------ INPUT DATA ------

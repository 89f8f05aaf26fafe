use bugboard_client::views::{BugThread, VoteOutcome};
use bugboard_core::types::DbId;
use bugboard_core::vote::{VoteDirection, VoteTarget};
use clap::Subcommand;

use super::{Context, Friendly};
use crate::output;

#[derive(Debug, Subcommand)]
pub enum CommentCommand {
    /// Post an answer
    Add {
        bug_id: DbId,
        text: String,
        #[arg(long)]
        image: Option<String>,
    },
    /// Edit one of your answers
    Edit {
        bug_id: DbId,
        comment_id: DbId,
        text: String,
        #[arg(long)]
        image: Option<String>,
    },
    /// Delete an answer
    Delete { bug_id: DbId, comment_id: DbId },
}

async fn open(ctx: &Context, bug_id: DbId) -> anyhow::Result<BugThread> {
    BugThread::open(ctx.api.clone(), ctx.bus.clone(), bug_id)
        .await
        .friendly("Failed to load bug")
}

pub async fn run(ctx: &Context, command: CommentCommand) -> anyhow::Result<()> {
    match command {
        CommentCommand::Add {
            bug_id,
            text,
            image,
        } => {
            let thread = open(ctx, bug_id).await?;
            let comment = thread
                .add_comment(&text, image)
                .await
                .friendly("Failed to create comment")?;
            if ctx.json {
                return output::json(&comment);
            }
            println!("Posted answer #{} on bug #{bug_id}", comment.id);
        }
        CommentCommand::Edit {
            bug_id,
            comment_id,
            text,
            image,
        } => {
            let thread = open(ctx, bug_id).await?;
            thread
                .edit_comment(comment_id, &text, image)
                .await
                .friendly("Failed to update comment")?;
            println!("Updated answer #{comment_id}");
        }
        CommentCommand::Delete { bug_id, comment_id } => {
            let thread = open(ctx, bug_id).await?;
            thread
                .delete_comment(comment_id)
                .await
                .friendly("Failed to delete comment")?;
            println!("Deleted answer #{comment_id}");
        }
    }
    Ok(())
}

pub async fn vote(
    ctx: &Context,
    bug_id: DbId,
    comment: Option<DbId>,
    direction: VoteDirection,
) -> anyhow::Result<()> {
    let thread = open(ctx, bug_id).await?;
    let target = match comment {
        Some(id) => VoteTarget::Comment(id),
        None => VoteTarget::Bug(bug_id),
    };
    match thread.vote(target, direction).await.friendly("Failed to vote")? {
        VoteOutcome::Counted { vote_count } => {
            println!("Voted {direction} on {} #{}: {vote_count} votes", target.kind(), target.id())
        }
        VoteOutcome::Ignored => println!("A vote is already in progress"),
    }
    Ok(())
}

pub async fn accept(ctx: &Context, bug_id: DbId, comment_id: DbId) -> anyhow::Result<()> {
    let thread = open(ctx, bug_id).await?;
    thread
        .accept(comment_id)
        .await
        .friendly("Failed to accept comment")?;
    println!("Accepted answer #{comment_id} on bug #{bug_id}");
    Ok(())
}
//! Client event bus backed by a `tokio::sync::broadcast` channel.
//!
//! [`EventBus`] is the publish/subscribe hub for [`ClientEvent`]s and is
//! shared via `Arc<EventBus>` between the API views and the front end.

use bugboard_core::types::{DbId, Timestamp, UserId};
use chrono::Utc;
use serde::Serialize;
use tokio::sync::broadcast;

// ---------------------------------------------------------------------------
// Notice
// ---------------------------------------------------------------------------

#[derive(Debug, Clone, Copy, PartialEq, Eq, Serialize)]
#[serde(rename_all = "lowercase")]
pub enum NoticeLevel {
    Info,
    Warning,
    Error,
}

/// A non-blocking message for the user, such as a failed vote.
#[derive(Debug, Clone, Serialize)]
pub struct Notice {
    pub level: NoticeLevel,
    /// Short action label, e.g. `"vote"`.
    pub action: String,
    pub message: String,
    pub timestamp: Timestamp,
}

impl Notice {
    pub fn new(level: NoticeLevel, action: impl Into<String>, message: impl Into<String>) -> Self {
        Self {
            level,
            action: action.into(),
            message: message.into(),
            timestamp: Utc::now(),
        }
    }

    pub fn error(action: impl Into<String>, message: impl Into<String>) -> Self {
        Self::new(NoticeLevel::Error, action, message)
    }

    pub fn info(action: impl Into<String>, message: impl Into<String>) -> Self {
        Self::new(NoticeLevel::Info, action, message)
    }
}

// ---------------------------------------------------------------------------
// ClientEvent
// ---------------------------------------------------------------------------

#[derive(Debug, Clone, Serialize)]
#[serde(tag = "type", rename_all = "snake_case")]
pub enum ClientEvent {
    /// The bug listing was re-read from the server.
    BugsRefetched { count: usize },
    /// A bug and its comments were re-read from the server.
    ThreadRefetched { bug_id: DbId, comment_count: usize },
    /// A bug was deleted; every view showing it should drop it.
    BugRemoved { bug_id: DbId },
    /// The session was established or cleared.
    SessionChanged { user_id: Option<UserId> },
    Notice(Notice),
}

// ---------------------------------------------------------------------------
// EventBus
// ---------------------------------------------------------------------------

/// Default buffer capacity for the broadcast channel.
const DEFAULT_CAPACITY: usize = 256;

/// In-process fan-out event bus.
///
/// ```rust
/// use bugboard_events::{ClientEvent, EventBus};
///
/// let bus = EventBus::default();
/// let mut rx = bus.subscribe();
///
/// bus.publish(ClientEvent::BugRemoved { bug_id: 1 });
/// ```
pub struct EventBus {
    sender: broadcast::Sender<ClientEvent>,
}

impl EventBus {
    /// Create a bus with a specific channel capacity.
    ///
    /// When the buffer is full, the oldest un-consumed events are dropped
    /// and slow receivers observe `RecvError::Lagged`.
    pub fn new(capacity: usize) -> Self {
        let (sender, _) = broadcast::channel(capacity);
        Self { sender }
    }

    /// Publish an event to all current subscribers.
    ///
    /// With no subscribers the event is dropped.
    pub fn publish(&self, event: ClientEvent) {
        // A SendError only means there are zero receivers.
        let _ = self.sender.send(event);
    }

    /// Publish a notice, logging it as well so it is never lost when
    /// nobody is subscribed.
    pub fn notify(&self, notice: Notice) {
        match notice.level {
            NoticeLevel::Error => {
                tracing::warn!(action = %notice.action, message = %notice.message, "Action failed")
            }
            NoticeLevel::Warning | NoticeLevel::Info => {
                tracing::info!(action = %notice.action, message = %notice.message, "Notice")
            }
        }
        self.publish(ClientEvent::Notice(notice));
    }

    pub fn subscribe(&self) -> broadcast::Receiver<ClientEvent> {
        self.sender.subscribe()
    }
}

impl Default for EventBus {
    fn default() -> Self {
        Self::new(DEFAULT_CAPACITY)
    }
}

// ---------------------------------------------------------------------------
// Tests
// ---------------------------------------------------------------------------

------

▶ [PROBLEM]
Repeat the lines from the first one in the records through the line containing "pub enum CommentCommand", exactly as written, and nothing else.

▶ [YOUR RESPONSE]
repository 89f8f05aaf26fafe
use bugboard_client::views::{BugThread, VoteOutcome};
use bugboard_core::types::DbId;
use bugboard_core::vote::{VoteDirection, VoteTarget};
use clap::Subcommand;

use super::{Context, Friendly};
use crate::output;

#[derive(Debug, Subcommand)]
pub enum CommentCommand {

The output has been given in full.